**Work order:**
Below are records. Count every line containing the word "info" and give the number alone.

**Dataset:**
= = =

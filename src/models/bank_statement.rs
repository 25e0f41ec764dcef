use chrono::NaiveDate;
use rust_decimal::Decimal;
use serde::{Deserialize, Serialize};

use crate::models::Record;
use crate::types::{deserialize_amount, deserialize_day, MatchKey, RecordId};

/// A line from an external bank statement, read positionally as `id, amount, date`.
#[derive(Debug, Clone, Eq, PartialEq, Deserialize, Serialize)]
pub struct BankStatement {
    pub id: RecordId,
    #[serde(deserialize_with = "deserialize_amount")]
    pub amount: Decimal,
    #[serde(deserialize_with = "deserialize_day")]
    pub date: NaiveDate
}

impl BankStatement {
    /// Statements are always keyed by magnitude.
    pub fn match_key(&self) -> MatchKey {
        MatchKey::new(self.date, self.amount.abs())
    }
}

impl Record for BankStatement {
    fn record_id(&self) -> &str {
        &self.id
    }

    fn day(&self) -> NaiveDate {
        self.date
    }
}
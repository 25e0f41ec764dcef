mod errors;

use std::path::PathBuf;
use std::time::Duration;

use tracing::level_filters::LevelFilter;

use crate::types::DateRange;

pub use errors::ConfigError;

pub const USAGE: &str = "\
Usage: reconciliation-engine <system>.csv <start> <end> <bank>.csv [<bank>.csv ...] [options]

Dates are inclusive and formatted as YYYY-MM-DD.

Options:
  --log-level <level>   error, warn, info, debug, trace (default: warn)
  --format <format>     text, json (default: text)
  --timeout <seconds>   abort if loading takes longer than this";

#[derive(Debug, Clone, Copy, Eq, PartialEq)]
pub enum OutputFormat {
    Text,
    Json
}

/// Settings for a single reconciliation run, read from the command line.
#[derive(Debug, Clone)]
pub struct Config {
    pub system_path: PathBuf,
    pub bank_paths: Vec<PathBuf>,
    pub range: DateRange,
    pub log_level: LevelFilter,
    pub format: OutputFormat,
    pub load_timeout: Option<Duration>
}

impl Config {
    /// Parses arguments, excluding the program name.
    ///
    /// Options may appear anywhere; everything else is positional.
    pub fn from_args<I>(args: I) -> Result<Self, ConfigError>
    where
        I: IntoIterator<Item = String>,
    {
        //NOTE: If the surface grows past a handful of flags the clap crate would be a better fit here.
        let mut args = args.into_iter();
        let mut positional = Vec::new();
        let mut log_level = LevelFilter::WARN;
        let mut format = OutputFormat::Text;
        let mut load_timeout = None;

        while let Some(arg) = args.next() {
            if !arg.starts_with("--") {
                positional.push(arg);
                continue;
            }

            let value = args.next().ok_or_else(|| ConfigError::MissingValue(arg.clone()))?;

            match arg.as_str() {
                "--log-level" => log_level = parse_log_level(&value)?,
                "--format" => format = parse_format(&value)?,
                "--timeout" => load_timeout = Some(parse_timeout(&value)?),
                _ => return Err(ConfigError::UnknownOption(arg))
            }
        }

        let mut positional = positional.into_iter();
        let system_path = positional.next().ok_or(ConfigError::MissingArgument("system.csv"))?;
        let start = positional.next().ok_or(ConfigError::MissingArgument("start"))?;
        let end = positional.next().ok_or(ConfigError::MissingArgument("end"))?;
        let range = DateRange::parse(&start, &end)?;
        let bank_paths: Vec<PathBuf> = positional.map(PathBuf::from).collect();

        if bank_paths.is_empty() {
            return Err(ConfigError::MissingArgument("bank.csv"));
        }

        Ok(Self {
            system_path: PathBuf::from(system_path),
            bank_paths,
            range,
            log_level,
            format,
            load_timeout
        })
    }
}

fn parse_log_level(level: &str) -> Result<LevelFilter, ConfigError> {
    match level.to_lowercase().as_str() {
        "trace" => Ok(LevelFilter::TRACE),
        "debug" => Ok(LevelFilter::DEBUG),
        "info" => Ok(LevelFilter::INFO),
        "warn" => Ok(LevelFilter::WARN),
        "error" => Ok(LevelFilter::ERROR),
        _ => Err(ConfigError::InvalidLogLevel(level.to_string()))
    }
}

fn parse_format(format: &str) -> Result<OutputFormat, ConfigError> {
    match format.to_lowercase().as_str() {
        "text" => Ok(OutputFormat::Text),
        "json" => Ok(OutputFormat::Json),
        _ => Err(ConfigError::InvalidFormat(format.to_string()))
    }
}

fn parse_timeout(seconds: &str) -> Result<Duration, ConfigError> {
    seconds.parse::<f64>()
        .ok()
        .filter(|value| value.is_finite() && *value > 0.0)
        .and_then(|value| Duration::try_from_secs_f64(value).ok())
        .ok_or_else(|| ConfigError::InvalidTimeout(seconds.to_string()))
}
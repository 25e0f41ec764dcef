use std::time::Duration;

use thiserror::Error;
use tokio::task::JoinError;

use crate::source::SourceError;

#[derive(Debug, Error)]
pub enum EngineError {
    #[error("Reconciliation aborted: {0}")]
    Source(#[from] SourceError),
    #[error("Reconciliation aborted: load task failed: {0}")]
    Task(#[from] JoinError),
    #[error("Reconciliation aborted: loading did not finish within {0:?}")]
    Timeout(Duration)
}
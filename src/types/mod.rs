mod amount;
mod calendar;
mod errors;
mod match_key;

pub use amount::deserialize_amount;
pub use calendar::{deserialize_day, parse_day, DateRange};
pub use errors::DateRangeError;
pub use match_key::MatchKey;

pub type RecordId = String;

= = =

**Task solution:**
2